Intolerância é, quase sempre, consequência de insegurança: política, econômica, racial, religiosa. Quando um grupo de pessoas julga que seus direitos ou privilégios são ameaçados pela assunção de outro grupo, ou ordem de valores, reage violentamente para cancelar a ameaça; até mesmo negando a própria humanidade dos inimigos reais ou imaginários.
Desta forma, imigrantes são discriminados primeiramente por “disputar empregos ou benesses” com os cidadãos “reais”, como parte da discriminação sua aparência física, modo de vestir, idioma, hábitos alimentares, são considerados prova de inferioridade e justificativa para a não assimilação.
Países que conviveram com a chaga da escravização de negros, Brasil incluído, não os aceitaram até hoje como cidadãos plenos. Além da má consciência há o receio de que a melhoria da condição social ou profissional dos negros ressalte sua igualdade com os “brancos”, eliminando o tão confortável quanto injustificado sentimento de superioridade destes.
Entre nações que competem por mercados ou dividem fronteiras há quase sempre mitologias exacerbadas sobre os maus hábitos e qualidades de uns e de outros. Atire a primeira pedra quem nunca ouviu ou contou piadas sem graça sobre a empáfia de argentinos ou as falsificações dos paraguaios, ou indo mais longe a suposta “burrice” dos portugueses.
O time de futebol que disputa o campeonato contra aquele para o qual torcemos é sempre repleto de defeitos e desonestidades que se somam às do árbitro que não favorece o nosso time.
Concorrência e competição geram sempre intolerância, podemos suportar tudo menos que disputem nosso mercado, nosso espaço, nosso status, ou seja aquilo que possa estar realmente em disputa.
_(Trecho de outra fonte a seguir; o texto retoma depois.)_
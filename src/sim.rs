//! Random fragmentation of a source sequence into reads.

use rand::rngs::StdRng;
use rand::{Rng, SeedableRng};
use tracing::warn;

/// Build an RNG for read sampling, seeded for reproducible experiments when
/// a seed is given.
pub fn sampling_rng(seed: Option<u64>) -> StdRng {
    match seed {
        Some(seed) => StdRng::seed_from_u64(seed),
        None => StdRng::from_entropy(),
    }
}

/// Cut one fragment of at most `frag_len` symbols from a random position.
///
/// The start index is drawn from `[-frag_len / 2, seq_len - 1]`; a negative
/// draw is clamped to the start of the sequence with the fragment shortened
/// by the overhang, and a draw near the end is truncated at the sequence
/// boundary. Fragments at either edge are therefore shorter than `frag_len`,
/// mimicking partial reads off the ends of the molecule.
pub fn fragment_read(seq: &str, frag_len: usize, rng: &mut impl Rng) -> String {
    let overhang = (frag_len / 2) as isize;
    let ind = rng.gen_range(-overhang..seq.len() as isize);

    let (start, len) = if ind < 0 {
        (0, (frag_len as isize + ind) as usize)
    } else {
        (ind as usize, frag_len)
    };

    let end = (start + len).min(seq.len());
    seq[start..end].to_string()
}

/// Sample up to `num_reads` fragments of the source, keeping only those
/// strictly longer than `k` symbols.
///
/// Fewer than `num_reads` reads come back when edge draws produce fragments
/// of length <= k; callers decide whether that coverage is acceptable.
pub fn sample_reads(
    seq: &str,
    read_len: usize,
    num_reads: usize,
    k: usize,
    rng: &mut impl Rng,
) -> Vec<String> {
    let mut reads = Vec::with_capacity(num_reads);

    for _ in 0..num_reads {
        let read = fragment_read(seq, read_len, rng);
        if read.len() > k {
            reads.push(read);
        }
    }

    if reads.len() < num_reads {
        warn!(
            "kept {} of {} sampled reads (rest shorter than k + 1)",
            reads.len(),
            num_reads
        );
    }

    reads
}
//! K-mer extraction from read sets.

pub mod extract;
Como reação à barbárie das guerras religiosas do século XVI, apareceu certa urgência de estabelecer critérios que permitissem a convivência entre católicos e protestantes, e terminou por propiciar a criação do conceito de tolerância, para tentar combater a extrema intolerância que se manifestava nos relacionamentos, prejudicando comercio, produção de bens a até a vida das pessoas.
O respeito pela opinião dos demais, a gentileza e cuidado para com o outro, consideração e liberdade de pensamento e principalmente da fé, fez a partir daí o aperfeiçoamento de uma filosofia de tolerância, e a produção de teorias de bem viver. Durante o Iluminismo, o radicalismo antirreligioso que se opunha ao “progresso das luzes”, “à difusão em todas as classes sociais dos conhecimentos científicos e da atitude racionalista que elas exigem”, provoca uma crença no predomínio da razão para tentar fazer desaparecer todas as formas substanciais de doutrinas, como se fosse o estabelecimento de uma “religião da razão”, criando uma contradição no seio da filosofia: a intolerância da tolerância.
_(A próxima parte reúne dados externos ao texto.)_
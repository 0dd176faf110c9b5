use clap::Parser;
use dialoguer::{Confirm, Select};
use humansize::{DECIMAL, format_size};
use parkdl::{
    CarouselCatalog, CatalogError, DomainTable, DownloadError, DownloadOptions, Downloader,
    Episode, FfmpegTool, HttpError, Locale, ProgressEvent, QualityPolicy, ReqwestFetcher,
    Selection, SelectionError, Session, output_path, resolve_all, resolve_selection,
};
use std::fs;
use std::io;
use std::path::PathBuf;
use std::process;
use std::sync::Arc;
use std::sync::atomic::{AtomicBool, Ordering};
use thiserror::Error;
use tracing_subscriber::EnvFilter;

/// Download South Park episodes from the official streaming sites
#[derive(Debug, Parser)]
#[command(name = "parkdl", version, about)]
struct Cli {
    /// Episodes to download, e.g. "S01E05", "S02-S03", "S1E5-S1E8,S4" or "all"
    what: String,

    /// Output path template; {season}, {episode}, {number} and {title} are replaced
    #[arg(short, long, default_value = "South Park/Season {season}/{episode} - {title}.mp4")]
    path: String,

    /// Language of the episodes (en, uk, es, de, se)
    #[arg(short, long, default_value_t = Locale::En)]
    language: Locale,

    /// Stream quality: max, median, min or a resolution like 1920x1080
    #[arg(short, long, default_value_t = QualityPolicy::Max)]
    quality: QualityPolicy,

    /// ffmpeg binary to use
    #[arg(long, env = "PARKDL_FFMPEG")]
    ffmpeg_binary: Option<PathBuf>,

    /// Maximum number of parts downloaded at the same time
    #[arg(short, long, default_value_t = 4, value_parser = clap::value_parser!(u16).range(1..))]
    threads: u16,

    /// Directory for temporary part files
    #[arg(long)]
    tempdir: Option<PathBuf>,

    /// How often failed requests are retried
    #[arg(long, default_value_t = 3)]
    retries: u32,

    /// Do not ask for confirmation
    #[arg(short, long)]
    yes: bool,

    /// More log output (-v info, -vv debug)
    #[arg(short, long, action = clap::ArgAction::Count)]
    verbose: u8,
}

#[derive(Debug, Error)]
enum CliError {
    #[error("{0}")]
    Selection(#[from] SelectionError),

    #[error("{0}")]
    Catalog(#[from] CatalogError),

    #[error("{0}")]
    Http(#[from] HttpError),

    #[error("ffmpeg not found at {}. Install ffmpeg or pass --ffmpeg-binary", .0.display())]
    FfmpegMissing(PathBuf),

    #[error("Failed to create temporary directory: {0}")]
    Session(#[source] io::Error),

    #[error("Failed to install interrupt handler: {0}")]
    Interrupt(#[from] ctrlc::Error),

    #[error("Prompt failed: {0}")]
    Prompt(#[from] dialoguer::Error),
}

/// What the user asked for on the command line
enum Request {
    All,
    Selection(Selection),
}

impl Request {
    fn parse(what: &str) -> Result<Self, SelectionError> {
        if what.trim().eq_ignore_ascii_case("all") {
            Ok(Request::All)
        } else {
            Selection::parse(what).map(Request::Selection)
        }
    }
}

/// Handles progress events and prints formatted output to stdout
fn handle_progress_event(event: ProgressEvent) {
    match event {
        ProgressEvent::ResolvingFeed { .. } => {
            println!("  Resolving media parts...");
        }
        ProgressEvent::PartsResolved { count } => {
            println!("  Found {} part(s)", count);
        }
        ProgressEvent::StreamSelected {
            part_index,
            total,
            resolution,
            duration,
        } => match duration {
            Some(duration) => println!(
                "  [{}/{}] Selected {} ({}:{:02})",
                part_index + 1,
                total,
                resolution,
                duration.as_secs() / 60,
                duration.as_secs() % 60
            ),
            None => println!("  [{}/{}] Selected {}", part_index + 1, total, resolution),
        },
        ProgressEvent::Downloading { parts, workers } => {
            println!("  Downloading {} part(s) with {} worker(s)...", parts, workers);
        }
        ProgressEvent::Merging { .. } => {
            println!("  Merging parts...");
        }
        ProgressEvent::Complete { output } => {
            let size = fs::metadata(&output).map(|m| m.len()).unwrap_or(0);
            println!("  Saved {} ({})", output.display(), format_size(size, DECIMAL));
        }
    }
}

fn init_logging(verbose: u8) {
    let level = match verbose {
        0 => "warn",
        1 => "info",
        _ => "debug",
    };
    let filter = EnvFilter::try_from_default_env().unwrap_or_else(|_| EnvFilter::new(level));

    tracing_subscriber::fmt()
        .with_env_filter(filter)
        .with_target(false)
        .with_writer(io::stderr)
        .compact()
        .init();
}

fn label(episode: &Episode) -> String {
    format!("S{}E{}", episode.season, episode.episode_in_season)
}

/// Asks whether to continue after an interrupt; anything but the first choice aborts
fn continue_after_interrupt(episode: &Episode, finished: bool) -> bool {
    let (prompt, proceed) = if finished {
        ("Interrupted after finishing", "Continue with the next episode")
    } else {
        ("Interrupted while downloading", "Skip this episode and continue")
    };
    let choice = Select::new()
        .with_prompt(format!("{} {}", prompt, label(episode)))
        .items(&[proceed, "Abort"])
        .default(0)
        .interact();

    matches!(choice, Ok(0))
}

/// Runs the batch, returning whether every requested episode was downloaded
fn run(cli: Cli) -> Result<bool, CliError> {
    // Fail on malformed input before touching network or processes
    let request = Request::parse(&cli.what)?;

    let tool = match &cli.ffmpeg_binary {
        Some(binary) => FfmpegTool::with_binary(binary),
        None => FfmpegTool::new(),
    };
    if !tool.is_installed() {
        return Err(CliError::FfmpegMissing(tool.binary().to_path_buf()));
    }

    let fetcher = ReqwestFetcher::new(cli.retries)?;

    println!("Looking up episodes...");
    let catalog = CarouselCatalog::new(&fetcher, cli.language);
    let episodes = match &request {
        Request::All => resolve_all(&catalog)?,
        Request::Selection(selection) => resolve_selection(&catalog, selection)?,
    };

    if episodes.is_empty() {
        println!("No episodes found.");
        return Ok(true);
    }

    let planned: Vec<(Episode, PathBuf)> = episodes
        .into_iter()
        .map(|episode| {
            let path = output_path(&cli.path, &episode);
            (episode, path)
        })
        .collect();

    println!("\n=== Episodes ===\n");
    for (episode, path) in &planned {
        println!("{} - {}", label(episode), episode.title);
        println!("  -> {}", path.display());
    }
    println!(
        "\nLanguage: {}, quality: {}, workers: {}",
        cli.language, cli.quality, cli.threads
    );

    if !cli.yes {
        let confirmed = Confirm::new()
            .with_prompt(format!("Download {} episode(s)?", planned.len()))
            .default(true)
            .interact()?;
        if !confirmed {
            println!("Nothing downloaded.");
            return Ok(true);
        }
    }

    let interrupted = Arc::new(AtomicBool::new(false));
    {
        let interrupted = Arc::clone(&interrupted);
        ctrlc::set_handler(move || interrupted.store(true, Ordering::SeqCst))?;
    }

    let session = Session::create(cli.tempdir.as_deref()).map_err(CliError::Session)?;
    let options = DownloadOptions {
        quality: cli.quality,
        max_workers: usize::from(cli.threads),
    };
    let downloader = Downloader::new(&fetcher, &tool, DomainTable::default(), options)
        .with_interrupt(&interrupted);

    let total = planned.len();
    let mut completed = 0;
    let mut failed = Vec::new();

    for (index, (episode, path)) in planned.iter().enumerate() {
        println!(
            "\n[{}/{}] {} - {}",
            index + 1,
            total,
            label(episode),
            episode.title
        );

        let outcome = downloader.download_episode(episode, path, &session, handle_progress_event);
        let was_interrupted = downloader.take_interrupt();

        match &outcome {
            Ok(_) => completed += 1,
            Err(e) if was_interrupted => {
                if !matches!(e, DownloadError::Interrupted) {
                    tracing::debug!(error = %e, "episode failed after interrupt");
                }
                println!("  Interrupted, downloaded parts were removed.");
                failed.push(episode.id.clone());
            }
            Err(e) => {
                let hint = if e.is_transient() {
                    " (temporary, try again later)"
                } else {
                    ""
                };
                eprintln!("  Failed {} [{}]: {}{}", label(episode), episode.id, e, hint);
                failed.push(episode.id.clone());
            }
        }

        if was_interrupted && !continue_after_interrupt(episode, outcome.is_ok()) {
            println!("Aborting.");
            break;
        }
    }

    println!("\nDownloaded {} of {} episode(s).", completed, total);
    if !failed.is_empty() {
        println!("Not downloaded: {}", failed.join(", "));
    }

    Ok(completed == total)
}

fn main() {
    let cli = Cli::parse();
    init_logging(cli.verbose);

    match run(cli) {
        Ok(true) => {}
        Ok(false) => process::exit(1),
        Err(e) => {
            eprintln!("Error: {}", e);
            process::exit(1);
        }
    }
}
No entanto, muitos pensadores, como Goethe no século XIX, alertaram para o fato de que a tolerância seria apenas uma atitude transitória, e que o essencial seria o verdadeiro reconhecimento dos demais, absorver o entendimento da alteridade, tomar uma posição ética contra a violência do racismo, da xenofobia, da misoginia e outras formas de intolerância.
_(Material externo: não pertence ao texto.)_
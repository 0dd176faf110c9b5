//! Merging of downloaded parts
//!
//! Concatenates the part files of one episode into the final container and
//! tags it with the episode's metadata. The output is written to a hidden
//! staging file next to its destination and renamed into place, so the
//! destination never holds a truncated file.

use crate::catalog::Episode;
use crate::tool::{MediaTool, ToolError};
use chrono::Local;
use std::fs;
use std::io;
use std::path::{Path, PathBuf};
use thiserror::Error;
use tracing::{debug, info, warn};

const SHOW_NAME: &str = "South Park";
const AUTHOR: &str = "The South Park Team";

/// Errors that can occur while merging
#[derive(Debug, Error)]
pub enum MergeError {
    /// Some part files were never written
    #[error("Missing downloaded part(s) {indices:?}")]
    MissingParts { indices: Vec<usize> },

    /// The external tool failed to concatenate the parts
    #[error("Failed to merge parts: {0}")]
    Tool(#[from] ToolError),

    /// Moving the merged file into place failed
    #[error("Failed to write {}: {source}", path.display())]
    Io { path: PathBuf, source: io::Error },
}

/// Parts of one episode ready to be joined
#[derive(Debug, Clone)]
pub struct MergeRequest {
    /// Part files in playback order
    pub parts: Vec<PathBuf>,
    pub episode: Episode,
    /// Final destination
    pub output: PathBuf,
}

/// Container tags describing an episode, in the order they are passed on
pub fn metadata_tags(episode: &Episode) -> Vec<(String, String)> {
    let year = episode
        .air_date
        .with_timezone(&Local)
        .format("%Y")
        .to_string();

    [
        (
            "title",
            format!(
                "{} (S{} E{})",
                episode.title, episode.season, episode.episode_in_season
            ),
        ),
        ("description", episode.description.clone()),
        ("comment", episode.description.clone()),
        ("year", year),
        ("track", episode.episode_in_season.clone()),
        ("synopsis", episode.short_description.clone()),
        ("show", SHOW_NAME.to_string()),
        ("episode_id", episode.episode_number.clone()),
        ("album", episode.season.clone()),
        ("author", AUTHOR.to_string()),
    ]
    .into_iter()
    .map(|(key, value)| (key.to_string(), escape_tag(&value)))
    .collect()
}

fn escape_tag(value: &str) -> String {
    value.replace('\n', "\\n").replace('\r', "\\r")
}

/// Hidden sibling of `output` keeping its extension
fn staging_path(output: &Path) -> PathBuf {
    let name = output
        .file_name()
        .map(|n| n.to_string_lossy().into_owned())
        .unwrap_or_else(|| "episode.mp4".to_string());
    output.with_file_name(format!(".{}.{}", ulid::Ulid::new(), name))
}

fn remove_quietly(path: &Path) {
    match fs::remove_file(path) {
        Ok(()) => debug!(path = %path.display(), "removed"),
        Err(e) if e.kind() == io::ErrorKind::NotFound => {}
        Err(e) => warn!(path = %path.display(), error = %e, "could not remove file"),
    }
}

/// Joins the parts of `request` into its output file
///
/// Part files are consumed: they are removed on success as well as on every
/// failure.
///
/// # Errors
///
/// [`MergeError::MissingParts`] when a part file does not exist, before the
/// tool is run. [`MergeError::Tool`] or [`MergeError::Io`] when producing the
/// output failed; no output file is left behind in either case.
pub fn merge<T: MediaTool + ?Sized>(request: MergeRequest, tool: &T) -> Result<PathBuf, MergeError> {
    let missing: Vec<usize> = request
        .parts
        .iter()
        .enumerate()
        .filter(|(_, part)| !part.is_file())
        .map(|(index, _)| index)
        .collect();

    if !missing.is_empty() {
        request.parts.iter().for_each(|part| remove_quietly(part));
        return Err(MergeError::MissingParts { indices: missing });
    }

    info!(
        parts = request.parts.len(),
        output = %request.output.display(),
        "merging parts"
    );

    let staging = staging_path(&request.output);
    let tags = metadata_tags(&request.episode);

    let result = tool
        .concat(&request.parts, &tags, &staging)
        .map_err(MergeError::from)
        .and_then(|()| {
            fs::rename(&staging, &request.output).map_err(|source| MergeError::Io {
                path: request.output.clone(),
                source,
            })
        });

    if result.is_err() {
        remove_quietly(&staging);
    }
    request.parts.iter().for_each(|part| remove_quietly(part));

    result.map(|()| request.output)
}

#[cfg(test)]
mod tests {
    use super::*;
    use crate::catalog::testing::episode;
    use crate::tool::testing::FakeTool;

    fn write_parts(dir: &Path, indices: &[usize]) -> Vec<PathBuf> {
        let parts: Vec<PathBuf> = (0..3).map(|i| dir.join(format!("ep--{i}.ts"))).collect();
        for &index in indices {
            fs::write(&parts[index], format!("part {index}")).unwrap();
        }
        parts
    }

    fn entries(dir: &Path) -> Vec<String> {
        let mut names: Vec<String> = fs::read_dir(dir)
            .unwrap()
            .map(|e| e.unwrap().file_name().to_string_lossy().into_owned())
            .collect();
        names.sort();
        names
    }

    #[test]
    fn test_merge_joins_parts_and_removes_them() {
        let temp = tempfile::tempdir().unwrap();
        let out = tempfile::tempdir().unwrap();
        let tool = FakeTool::default();

        let parts = write_parts(temp.path(), &[0, 1, 2]);
        let output = out.path().join("S01E01 - Pilot.mp4");
        let request = MergeRequest {
            parts: parts.clone(),
            episode: episode(1, 1),
            output: output.clone(),
        };

        let merged = merge(request, &tool).unwrap();

        assert_eq!(merged, output);
        assert_eq!(entries(out.path()), vec!["S01E01 - Pilot.mp4"]);
        assert_eq!(
            fs::read_to_string(&output).unwrap(),
            "part 0\npart 1\npart 2\n"
        );
        assert!(entries(temp.path()).is_empty());

        let concats = tool.concats.lock().unwrap();
        assert_eq!(concats.len(), 1);
        assert_eq!(concats[0].0, parts);
        assert_ne!(concats[0].2, output);
        assert!(concats[0].2.to_string_lossy().ends_with(".S01E01 - Pilot.mp4"));
    }

    #[test]
    fn test_missing_part_fails_without_output() {
        let temp = tempfile::tempdir().unwrap();
        let out = tempfile::tempdir().unwrap();
        let tool = FakeTool::default();

        let request = MergeRequest {
            parts: write_parts(temp.path(), &[0, 2]),
            episode: episode(1, 1),
            output: out.path().join("episode.mp4"),
        };

        match merge(request, &tool) {
            Err(MergeError::MissingParts { indices }) => assert_eq!(indices, vec![1]),
            other => panic!("expected missing parts, got {:?}", other),
        }
        assert!(entries(out.path()).is_empty());
        assert!(entries(temp.path()).is_empty());
        assert!(tool.concats.lock().unwrap().is_empty());
    }

    #[test]
    fn test_tool_failure_leaves_no_output() {
        let temp = tempfile::tempdir().unwrap();
        let out = tempfile::tempdir().unwrap();
        let tool = FakeTool {
            fail_concat: true,
            ..Default::default()
        };

        let request = MergeRequest {
            parts: write_parts(temp.path(), &[0, 1, 2]),
            episode: episode(1, 1),
            output: out.path().join("episode.mp4"),
        };

        assert!(matches!(merge(request, &tool), Err(MergeError::Tool(_))));
        assert!(entries(out.path()).is_empty());
        assert!(entries(temp.path()).is_empty());
    }

    #[test]
    fn test_metadata_tags() {
        let mut ep = episode(19, 8);
        ep.title = "Sponsored Content".to_string();
        ep.description = "Line one\nLine two\r".to_string();
        ep.episode_number = "1908".to_string();

        let tags = metadata_tags(&ep);
        let keys: Vec<&str> = tags.iter().map(|(k, _)| k.as_str()).collect();
        assert_eq!(
            keys,
            vec![
                "title",
                "description",
                "comment",
                "year",
                "track",
                "synopsis",
                "show",
                "episode_id",
                "album",
                "author"
            ]
        );

        let get = |key: &str| {
            tags.iter()
                .find(|(k, _)| k == key)
                .map(|(_, v)| v.as_str())
                .unwrap()
        };
        assert_eq!(get("title"), "Sponsored Content (S19 E08)");
        assert_eq!(get("description"), "Line one\\nLine two\\r");
        assert_eq!(get("comment"), get("description"));
        assert_eq!(get("track"), "08");
        assert_eq!(get("album"), "19");
        assert_eq!(get("episode_id"), "1908");
        assert_eq!(get("show"), "South Park");
        assert_eq!(get("author"), "The South Park Team");
        assert_eq!(get("year").len(), 4);
    }
}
Apesar disso, sentimentos de estranheza e hostilidade permaneceram nas comunidades, permitindo estereótipos de superioridade de alguns grupos, e eclodiram no início do século XX, mesmo que julgássemos a humanidade imune à intolerância, desta vez revestida por conceitos falsamente científicos de predominância de uma raça sobre outras, e com isso eliminou milhares de seres humanos em campos de extermínio.
Não tem sido simples pensar os motivos do ressurgimento histórico da intolerância e seu séquito de horrores que Hannah Arendt chamou de “banalização do mal”, como se em todas as sociedades persistisse o “narcisismo das pequenas diferenças”, ou seja, a hostilidade nos vínculos humanos, que sobrepujam os sentimentos de solidariedade e o mandamento de amar ao seu próximo.
Educação é fundamental para tentar combater este mal.
Wanda Camargo – educadora e assessora da presidência do Complexo de Ensino Superior do Brasil – UniBrasil.